--- SOURCE MATERIAL Enclosed Below ---
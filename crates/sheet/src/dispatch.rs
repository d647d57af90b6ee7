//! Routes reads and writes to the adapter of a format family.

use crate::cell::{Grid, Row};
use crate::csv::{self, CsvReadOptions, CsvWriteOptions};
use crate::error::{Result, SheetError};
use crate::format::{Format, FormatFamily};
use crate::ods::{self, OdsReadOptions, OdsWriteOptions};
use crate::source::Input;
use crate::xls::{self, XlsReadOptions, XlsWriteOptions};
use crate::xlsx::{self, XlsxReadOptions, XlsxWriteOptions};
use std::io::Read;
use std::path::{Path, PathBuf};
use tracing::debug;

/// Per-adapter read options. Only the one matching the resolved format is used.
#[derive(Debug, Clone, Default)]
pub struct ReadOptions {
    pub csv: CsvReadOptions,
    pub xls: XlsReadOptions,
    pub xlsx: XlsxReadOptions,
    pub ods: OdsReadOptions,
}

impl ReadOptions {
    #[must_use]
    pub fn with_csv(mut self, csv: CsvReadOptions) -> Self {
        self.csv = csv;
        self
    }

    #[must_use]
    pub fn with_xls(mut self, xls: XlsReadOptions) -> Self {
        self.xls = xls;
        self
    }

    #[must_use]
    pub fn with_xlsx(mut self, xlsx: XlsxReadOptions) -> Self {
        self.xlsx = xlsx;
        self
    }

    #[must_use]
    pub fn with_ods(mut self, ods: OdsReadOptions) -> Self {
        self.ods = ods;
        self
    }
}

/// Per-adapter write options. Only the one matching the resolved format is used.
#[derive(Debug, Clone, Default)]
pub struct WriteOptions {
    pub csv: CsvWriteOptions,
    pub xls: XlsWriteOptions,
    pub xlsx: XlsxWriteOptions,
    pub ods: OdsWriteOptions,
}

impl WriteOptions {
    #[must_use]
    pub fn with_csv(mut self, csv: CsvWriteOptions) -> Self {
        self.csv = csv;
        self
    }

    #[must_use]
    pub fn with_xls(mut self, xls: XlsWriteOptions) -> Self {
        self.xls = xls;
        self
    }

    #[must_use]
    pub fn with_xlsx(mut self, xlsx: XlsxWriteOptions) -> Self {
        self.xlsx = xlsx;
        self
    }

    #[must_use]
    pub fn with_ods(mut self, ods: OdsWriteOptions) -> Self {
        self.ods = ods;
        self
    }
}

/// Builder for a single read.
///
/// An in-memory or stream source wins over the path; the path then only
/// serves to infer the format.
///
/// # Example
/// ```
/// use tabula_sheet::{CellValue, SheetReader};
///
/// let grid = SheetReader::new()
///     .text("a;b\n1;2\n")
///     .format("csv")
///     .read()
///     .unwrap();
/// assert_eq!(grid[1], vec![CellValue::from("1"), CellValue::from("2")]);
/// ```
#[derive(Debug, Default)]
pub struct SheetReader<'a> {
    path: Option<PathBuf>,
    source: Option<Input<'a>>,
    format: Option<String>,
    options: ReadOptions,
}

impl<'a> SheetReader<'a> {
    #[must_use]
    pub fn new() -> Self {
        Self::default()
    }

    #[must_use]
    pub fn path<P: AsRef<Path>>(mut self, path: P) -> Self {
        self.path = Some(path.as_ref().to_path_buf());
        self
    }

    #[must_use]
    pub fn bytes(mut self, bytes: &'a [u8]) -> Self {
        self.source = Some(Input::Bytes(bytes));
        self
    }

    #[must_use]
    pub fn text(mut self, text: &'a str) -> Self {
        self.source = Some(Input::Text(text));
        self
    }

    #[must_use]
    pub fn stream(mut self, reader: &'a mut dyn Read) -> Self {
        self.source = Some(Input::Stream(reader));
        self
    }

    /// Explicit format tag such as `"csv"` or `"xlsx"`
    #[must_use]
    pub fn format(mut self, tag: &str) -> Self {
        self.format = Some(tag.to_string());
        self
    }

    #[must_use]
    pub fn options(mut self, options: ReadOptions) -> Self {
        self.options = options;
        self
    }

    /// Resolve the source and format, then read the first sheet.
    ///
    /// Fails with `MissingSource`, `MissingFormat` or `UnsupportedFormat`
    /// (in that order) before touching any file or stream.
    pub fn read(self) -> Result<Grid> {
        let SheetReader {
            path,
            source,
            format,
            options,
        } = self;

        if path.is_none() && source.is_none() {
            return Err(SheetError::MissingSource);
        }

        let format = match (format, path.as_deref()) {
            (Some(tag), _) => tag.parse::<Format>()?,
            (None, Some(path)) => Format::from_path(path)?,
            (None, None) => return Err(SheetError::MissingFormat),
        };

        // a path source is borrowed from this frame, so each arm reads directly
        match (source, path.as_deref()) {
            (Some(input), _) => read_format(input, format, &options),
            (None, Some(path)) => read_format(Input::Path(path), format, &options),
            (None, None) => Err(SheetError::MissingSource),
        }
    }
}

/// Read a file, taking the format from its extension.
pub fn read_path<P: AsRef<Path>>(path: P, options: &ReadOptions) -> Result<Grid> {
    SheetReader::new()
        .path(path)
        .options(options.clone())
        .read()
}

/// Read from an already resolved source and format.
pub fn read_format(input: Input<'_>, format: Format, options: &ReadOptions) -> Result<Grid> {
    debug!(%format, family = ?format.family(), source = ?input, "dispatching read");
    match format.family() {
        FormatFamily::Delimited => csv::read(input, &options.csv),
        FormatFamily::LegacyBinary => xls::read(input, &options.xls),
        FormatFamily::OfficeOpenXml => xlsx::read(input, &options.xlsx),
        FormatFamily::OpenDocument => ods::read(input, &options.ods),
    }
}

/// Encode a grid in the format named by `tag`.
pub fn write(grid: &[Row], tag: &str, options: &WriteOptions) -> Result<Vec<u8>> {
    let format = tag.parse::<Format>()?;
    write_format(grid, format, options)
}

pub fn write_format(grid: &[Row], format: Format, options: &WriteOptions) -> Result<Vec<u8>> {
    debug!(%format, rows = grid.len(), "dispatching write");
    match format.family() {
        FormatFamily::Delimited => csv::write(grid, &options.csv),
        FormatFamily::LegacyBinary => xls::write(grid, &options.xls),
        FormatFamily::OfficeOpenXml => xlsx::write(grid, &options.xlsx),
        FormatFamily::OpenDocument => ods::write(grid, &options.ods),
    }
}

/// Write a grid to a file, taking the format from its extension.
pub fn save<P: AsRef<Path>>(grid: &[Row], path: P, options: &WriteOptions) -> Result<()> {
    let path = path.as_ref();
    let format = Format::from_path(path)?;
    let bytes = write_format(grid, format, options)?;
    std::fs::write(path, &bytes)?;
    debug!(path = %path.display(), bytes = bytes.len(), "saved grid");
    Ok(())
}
--- End of Enclosed SOURCE MATERIAL ---
--- SOURCE MATERIAL Enclosed Below ---
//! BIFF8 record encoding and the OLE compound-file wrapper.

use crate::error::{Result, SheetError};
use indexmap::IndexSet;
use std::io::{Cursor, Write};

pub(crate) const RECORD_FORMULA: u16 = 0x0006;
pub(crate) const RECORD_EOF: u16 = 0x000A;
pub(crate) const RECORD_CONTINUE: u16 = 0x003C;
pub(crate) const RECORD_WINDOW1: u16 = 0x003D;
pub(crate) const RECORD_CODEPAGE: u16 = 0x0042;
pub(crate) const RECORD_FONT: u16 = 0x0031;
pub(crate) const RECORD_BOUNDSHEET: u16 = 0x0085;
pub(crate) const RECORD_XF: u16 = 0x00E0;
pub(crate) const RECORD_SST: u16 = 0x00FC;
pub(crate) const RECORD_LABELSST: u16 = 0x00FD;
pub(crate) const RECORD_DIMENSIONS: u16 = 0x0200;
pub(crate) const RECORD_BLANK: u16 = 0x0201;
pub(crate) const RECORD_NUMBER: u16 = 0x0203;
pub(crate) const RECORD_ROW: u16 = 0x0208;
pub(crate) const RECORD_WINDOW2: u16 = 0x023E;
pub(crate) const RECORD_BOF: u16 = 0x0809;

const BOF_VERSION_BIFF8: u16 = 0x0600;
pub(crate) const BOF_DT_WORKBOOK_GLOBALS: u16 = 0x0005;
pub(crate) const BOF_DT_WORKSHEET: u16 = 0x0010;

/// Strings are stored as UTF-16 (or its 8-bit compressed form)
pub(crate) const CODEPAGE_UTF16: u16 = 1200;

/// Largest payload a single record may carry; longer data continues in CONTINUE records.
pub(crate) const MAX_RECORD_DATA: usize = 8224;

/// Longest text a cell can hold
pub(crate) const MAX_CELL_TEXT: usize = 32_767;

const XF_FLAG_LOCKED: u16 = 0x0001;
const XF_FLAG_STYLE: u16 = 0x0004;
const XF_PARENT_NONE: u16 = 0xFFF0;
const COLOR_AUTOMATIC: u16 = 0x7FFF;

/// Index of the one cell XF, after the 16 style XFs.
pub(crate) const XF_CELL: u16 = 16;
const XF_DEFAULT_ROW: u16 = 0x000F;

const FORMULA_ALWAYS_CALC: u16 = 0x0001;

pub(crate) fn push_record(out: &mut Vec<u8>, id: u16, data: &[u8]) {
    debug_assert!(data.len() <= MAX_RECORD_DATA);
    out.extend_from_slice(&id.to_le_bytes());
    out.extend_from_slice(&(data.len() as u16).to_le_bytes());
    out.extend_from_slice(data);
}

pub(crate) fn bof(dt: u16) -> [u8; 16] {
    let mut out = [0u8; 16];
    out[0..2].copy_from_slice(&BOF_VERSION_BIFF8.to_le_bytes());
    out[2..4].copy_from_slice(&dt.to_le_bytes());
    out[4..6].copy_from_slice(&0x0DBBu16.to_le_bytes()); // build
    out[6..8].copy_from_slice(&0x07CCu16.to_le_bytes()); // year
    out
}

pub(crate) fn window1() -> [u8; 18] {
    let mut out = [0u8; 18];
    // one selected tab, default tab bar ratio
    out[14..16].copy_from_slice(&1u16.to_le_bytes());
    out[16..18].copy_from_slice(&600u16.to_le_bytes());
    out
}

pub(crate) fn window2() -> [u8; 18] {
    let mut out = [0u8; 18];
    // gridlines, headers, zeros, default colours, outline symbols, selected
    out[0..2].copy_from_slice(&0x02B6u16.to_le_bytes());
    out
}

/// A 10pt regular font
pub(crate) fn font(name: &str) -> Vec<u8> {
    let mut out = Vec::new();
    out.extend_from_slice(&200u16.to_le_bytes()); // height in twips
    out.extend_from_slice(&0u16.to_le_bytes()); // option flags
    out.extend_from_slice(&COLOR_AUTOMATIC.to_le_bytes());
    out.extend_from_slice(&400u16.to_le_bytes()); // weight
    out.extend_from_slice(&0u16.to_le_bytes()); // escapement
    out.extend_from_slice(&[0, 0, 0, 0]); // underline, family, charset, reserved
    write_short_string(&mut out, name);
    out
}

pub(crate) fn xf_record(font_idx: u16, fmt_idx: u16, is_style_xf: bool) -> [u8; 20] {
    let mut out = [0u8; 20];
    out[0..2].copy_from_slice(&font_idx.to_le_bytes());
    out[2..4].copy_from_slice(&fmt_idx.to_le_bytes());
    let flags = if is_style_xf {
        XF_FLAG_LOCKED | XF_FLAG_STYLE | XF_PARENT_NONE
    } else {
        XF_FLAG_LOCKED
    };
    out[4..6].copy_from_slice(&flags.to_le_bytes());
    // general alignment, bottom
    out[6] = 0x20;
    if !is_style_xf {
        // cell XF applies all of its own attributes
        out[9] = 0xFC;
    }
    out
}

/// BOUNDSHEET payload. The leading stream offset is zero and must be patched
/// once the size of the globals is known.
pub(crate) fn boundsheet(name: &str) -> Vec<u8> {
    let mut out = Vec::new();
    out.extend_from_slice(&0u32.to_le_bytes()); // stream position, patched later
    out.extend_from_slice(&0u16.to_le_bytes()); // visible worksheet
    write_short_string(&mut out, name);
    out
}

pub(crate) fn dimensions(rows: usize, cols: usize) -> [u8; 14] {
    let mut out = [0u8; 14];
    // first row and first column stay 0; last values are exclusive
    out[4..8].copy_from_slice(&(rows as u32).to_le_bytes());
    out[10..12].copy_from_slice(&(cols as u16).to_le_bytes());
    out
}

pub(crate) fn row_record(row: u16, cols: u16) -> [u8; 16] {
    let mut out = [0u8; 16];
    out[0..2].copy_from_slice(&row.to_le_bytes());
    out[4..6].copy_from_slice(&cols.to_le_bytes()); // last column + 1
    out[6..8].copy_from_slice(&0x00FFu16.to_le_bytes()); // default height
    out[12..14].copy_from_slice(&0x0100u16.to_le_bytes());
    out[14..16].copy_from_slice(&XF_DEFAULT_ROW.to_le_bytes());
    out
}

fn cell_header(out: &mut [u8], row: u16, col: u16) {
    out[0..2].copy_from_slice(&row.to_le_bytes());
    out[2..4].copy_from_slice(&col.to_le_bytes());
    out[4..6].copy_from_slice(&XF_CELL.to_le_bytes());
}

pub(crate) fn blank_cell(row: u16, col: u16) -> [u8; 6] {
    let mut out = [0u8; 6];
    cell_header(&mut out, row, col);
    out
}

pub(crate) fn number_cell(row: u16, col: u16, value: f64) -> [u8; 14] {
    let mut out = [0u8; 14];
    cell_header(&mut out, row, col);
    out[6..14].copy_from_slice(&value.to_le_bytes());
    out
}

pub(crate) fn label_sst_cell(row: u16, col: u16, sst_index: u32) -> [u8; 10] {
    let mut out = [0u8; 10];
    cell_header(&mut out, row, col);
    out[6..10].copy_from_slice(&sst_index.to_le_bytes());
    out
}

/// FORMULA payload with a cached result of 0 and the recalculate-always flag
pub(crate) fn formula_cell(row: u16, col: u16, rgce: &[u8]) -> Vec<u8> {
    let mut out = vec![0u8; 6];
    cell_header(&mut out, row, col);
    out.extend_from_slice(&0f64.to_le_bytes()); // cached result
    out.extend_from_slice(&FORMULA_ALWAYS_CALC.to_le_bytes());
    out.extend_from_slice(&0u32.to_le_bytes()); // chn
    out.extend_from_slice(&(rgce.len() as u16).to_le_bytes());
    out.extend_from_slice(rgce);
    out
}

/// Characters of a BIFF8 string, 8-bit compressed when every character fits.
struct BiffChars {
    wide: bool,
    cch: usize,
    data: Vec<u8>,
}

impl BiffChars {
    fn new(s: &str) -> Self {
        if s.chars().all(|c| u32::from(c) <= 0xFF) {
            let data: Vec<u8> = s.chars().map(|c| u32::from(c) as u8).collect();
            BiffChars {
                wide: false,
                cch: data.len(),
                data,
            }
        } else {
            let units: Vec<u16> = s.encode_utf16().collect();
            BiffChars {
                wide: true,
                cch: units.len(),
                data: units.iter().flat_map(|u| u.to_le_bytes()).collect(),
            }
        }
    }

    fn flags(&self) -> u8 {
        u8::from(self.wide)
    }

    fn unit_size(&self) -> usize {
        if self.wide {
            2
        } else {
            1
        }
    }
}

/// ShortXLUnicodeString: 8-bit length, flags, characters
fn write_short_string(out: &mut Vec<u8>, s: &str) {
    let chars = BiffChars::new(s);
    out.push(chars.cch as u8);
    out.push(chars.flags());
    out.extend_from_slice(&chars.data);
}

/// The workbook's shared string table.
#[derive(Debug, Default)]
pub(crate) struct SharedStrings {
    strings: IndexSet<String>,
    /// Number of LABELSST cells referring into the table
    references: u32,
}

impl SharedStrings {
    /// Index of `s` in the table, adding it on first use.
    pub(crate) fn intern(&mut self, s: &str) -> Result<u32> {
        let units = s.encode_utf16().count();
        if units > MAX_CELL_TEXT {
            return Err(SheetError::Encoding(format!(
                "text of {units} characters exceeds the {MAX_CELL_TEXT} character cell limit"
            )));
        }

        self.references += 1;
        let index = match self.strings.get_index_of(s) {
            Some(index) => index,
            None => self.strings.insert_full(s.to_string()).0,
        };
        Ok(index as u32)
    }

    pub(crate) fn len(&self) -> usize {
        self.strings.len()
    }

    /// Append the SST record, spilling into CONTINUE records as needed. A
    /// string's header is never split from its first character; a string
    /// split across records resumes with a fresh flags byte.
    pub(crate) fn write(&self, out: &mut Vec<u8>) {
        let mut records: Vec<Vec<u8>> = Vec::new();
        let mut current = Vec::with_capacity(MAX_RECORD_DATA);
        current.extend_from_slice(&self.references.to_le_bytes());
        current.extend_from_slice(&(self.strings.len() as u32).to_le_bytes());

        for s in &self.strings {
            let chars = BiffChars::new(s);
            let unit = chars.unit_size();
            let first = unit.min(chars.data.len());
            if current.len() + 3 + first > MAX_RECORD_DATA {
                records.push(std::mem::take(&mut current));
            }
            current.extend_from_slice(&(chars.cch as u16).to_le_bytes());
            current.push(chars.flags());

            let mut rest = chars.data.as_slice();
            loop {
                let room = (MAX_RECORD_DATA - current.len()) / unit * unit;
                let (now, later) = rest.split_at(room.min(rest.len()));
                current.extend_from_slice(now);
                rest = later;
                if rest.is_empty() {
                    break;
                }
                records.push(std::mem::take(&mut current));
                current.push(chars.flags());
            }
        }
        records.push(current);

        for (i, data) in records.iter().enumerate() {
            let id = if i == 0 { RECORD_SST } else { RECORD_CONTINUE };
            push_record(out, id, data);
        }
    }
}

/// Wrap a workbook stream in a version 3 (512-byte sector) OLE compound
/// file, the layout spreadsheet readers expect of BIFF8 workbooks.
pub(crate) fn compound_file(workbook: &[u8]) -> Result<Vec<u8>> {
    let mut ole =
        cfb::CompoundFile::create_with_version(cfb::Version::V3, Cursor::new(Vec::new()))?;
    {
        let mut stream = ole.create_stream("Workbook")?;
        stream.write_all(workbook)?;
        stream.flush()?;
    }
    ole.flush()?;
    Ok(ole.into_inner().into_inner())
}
--- End of Enclosed SOURCE MATERIAL ---
#### EXERCISE:
Search the entries above for the word "Some" and copy each line where it appears.

#### YOUR RESPONSE:
        self.path = Some(path.as_ref().to_path_buf());
        self.source = Some(Input::Bytes(bytes));
        self.source = Some(Input::Text(text));
        self.source = Some(Input::Stream(reader));
        self.format = Some(tag.to_string());
            (Some(tag), _) => tag.parse::<Format>()?,
            (None, Some(path)) => Format::from_path(path)?,
            (Some(input), _) => read_format(input, format, &options),
            (None, Some(path)) => read_format(Input::Path(path), format, &options),
            Some(index) => index,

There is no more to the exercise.